Answer with a number only, stating how many lines of the records hold the word "RasterElement".

[Entries taken from a collection]

☆ ☆ ☆ ☆ ☆

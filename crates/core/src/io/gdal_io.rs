//! GeoTIFF reading and writing using GDAL

use super::metadata::MetadataItems;
use crate::crs::CRS;
use crate::error::Result;
use crate::raster::{GeoTransform, Raster, RasterElement};
use gdal::raster::GdalType;
use gdal::spatial_ref::SpatialRef;
use gdal::{Dataset, DriverManager, Metadata};
use std::path::Path;

/// Options for writing GeoTIFF files
#[derive(Debug, Clone)]
pub struct GeoTiffOptions {
    /// Compression type: "DEFLATE", "LZW", "ZSTD", "NONE"
    pub compression: String,
    /// Dataset metadata items, written in order
    pub metadata: MetadataItems,
}

impl GeoTiffOptions {
    /// Add a metadata item
    pub fn with_metadata(mut self, key: impl Into<String>, value: impl Into<String>) -> Self {
        self.metadata.push((key.into(), value.into()));
        self
    }
}

impl Default for GeoTiffOptions {
    fn default() -> Self {
        Self {
            compression: "DEFLATE".to_string(),
            metadata: Vec::new(),
        }
    }
}

/// Read a GeoTIFF file into a Raster
///
/// # Arguments
/// * `path` - Path to the GeoTIFF file
/// * `band` - Band number (1-indexed), defaults to 1
pub fn read_geotiff<T, P>(path: P, band: Option<usize>) -> Result<Raster<T>>
where
    T: RasterElement + GdalType,
    P: AsRef<Path>,
{
    let dataset = Dataset::open(path.as_ref())?;
    let rasterband = dataset.rasterband(band.unwrap_or(1))?;

    let (cols, rows) = dataset.raster_size();
    let buffer = rasterband.read_as::<T>((0, 0), (cols, rows), (cols, rows), None)?;
    let mut raster = Raster::from_vec(buffer.data().to_vec(), rows, cols)?;

    if let Ok(gt) = dataset.geo_transform() {
        raster.set_transform(GeoTransform::from_gdal(gt));
    }

    if let Ok(srs) = dataset.spatial_ref() {
        let crs = match srs.auth_code() {
            Ok(code) => Some(CRS::from_epsg(code as u32)),
            Err(_) => srs.to_wkt().ok().map(CRS::from_wkt),
        };
        raster.set_crs(crs);
    }

    if let Ok(Some(nodata)) = rasterband.no_data_value() {
        raster.set_nodata(num_traits::cast(nodata));
    }

    Ok(raster)
}

/// Read the dataset metadata items (default domain) of a GeoTIFF
pub fn read_geotiff_metadata<P: AsRef<Path>>(path: P) -> Result<MetadataItems> {
    let dataset = Dataset::open(path.as_ref())?;
    Ok(dataset
        .metadata()
        .filter(|entry| entry.domain.is_empty())
        .map(|entry| (entry.key, entry.value))
        .collect())
}

/// Write a Raster to a GeoTIFF file
pub fn write_geotiff<T, P>(
    raster: &Raster<T>,
    path: P,
    options: Option<GeoTiffOptions>,
) -> Result<()>
where
    T: RasterElement + GdalType,
    P: AsRef<Path>,
{
    let opts = options.unwrap_or_default();
    let driver = DriverManager::get_driver_by_name("GTiff")?;

    let (rows, cols) = raster.shape();
    let compress = format!("COMPRESS={}", opts.compression);

    let mut dataset = driver.create_with_band_type_with_options::<T, _>(
        path.as_ref(),
        cols as isize,
        rows as isize,
        1,
        &[compress.as_str()],
    )?;

    dataset.set_geo_transform(&raster.transform().to_gdal())?;

    if let Some(crs) = raster.crs() {
        if let Some(epsg) = crs.epsg() {
            dataset.set_spatial_ref(&SpatialRef::from_epsg(epsg)?)?;
        } else if let Some(wkt) = crs.wkt() {
            dataset.set_spatial_ref(&SpatialRef::from_wkt(wkt)?)?;
        }
    }

    for (key, value) in &opts.metadata {
        dataset.set_metadata_item(key, value, "")?;
    }

    let mut band = dataset.rasterband(1)?;
    if let Some(nodata) = raster.nodata() {
        band.set_no_data_value(RasterElement::to_f64(nodata))?;
    }

    let data: Vec<T> = raster.data().iter().copied().collect();
    band.write((0, 0), (cols, rows), &data)?;

    Ok(())
}

#[cfg(test)]
mod tests {
    use super::*;
    use tempfile::NamedTempFile;

    #[test]
    fn test_write_read_roundtrip() {
        let mut raster: Raster<u8> = Raster::filled(40, 40, 254);
        raster.set_transform(GeoTransform::north_up(4_000_000.0, 3_000_000.0, 1000.0));
        raster.set_crs(Some(CRS::laea_europe()));
        raster.set_nodata(Some(255));
        raster.set(10, 10, 0).unwrap();

        let opts = GeoTiffOptions::default().with_metadata("GLAES_PRIOR", "YES");
        let tmp = NamedTempFile::with_suffix(".tif").unwrap();
        write_geotiff(&raster, tmp.path(), Some(opts)).unwrap();

        let loaded: Raster<u8> = read_geotiff(tmp.path(), None).unwrap();
        assert_eq!(loaded.shape(), raster.shape());
        assert_eq!(loaded.get(10, 10).unwrap(), 0);
        assert_eq!(loaded.nodata(), Some(255));

        let meta = read_geotiff_metadata(tmp.path()).unwrap();
        assert!(meta.contains(&("GLAES_PRIOR".to_string(), "YES".to_string())));
    }
}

☆ ☆ ☆ ☆ ☆

-- Solved problem --
4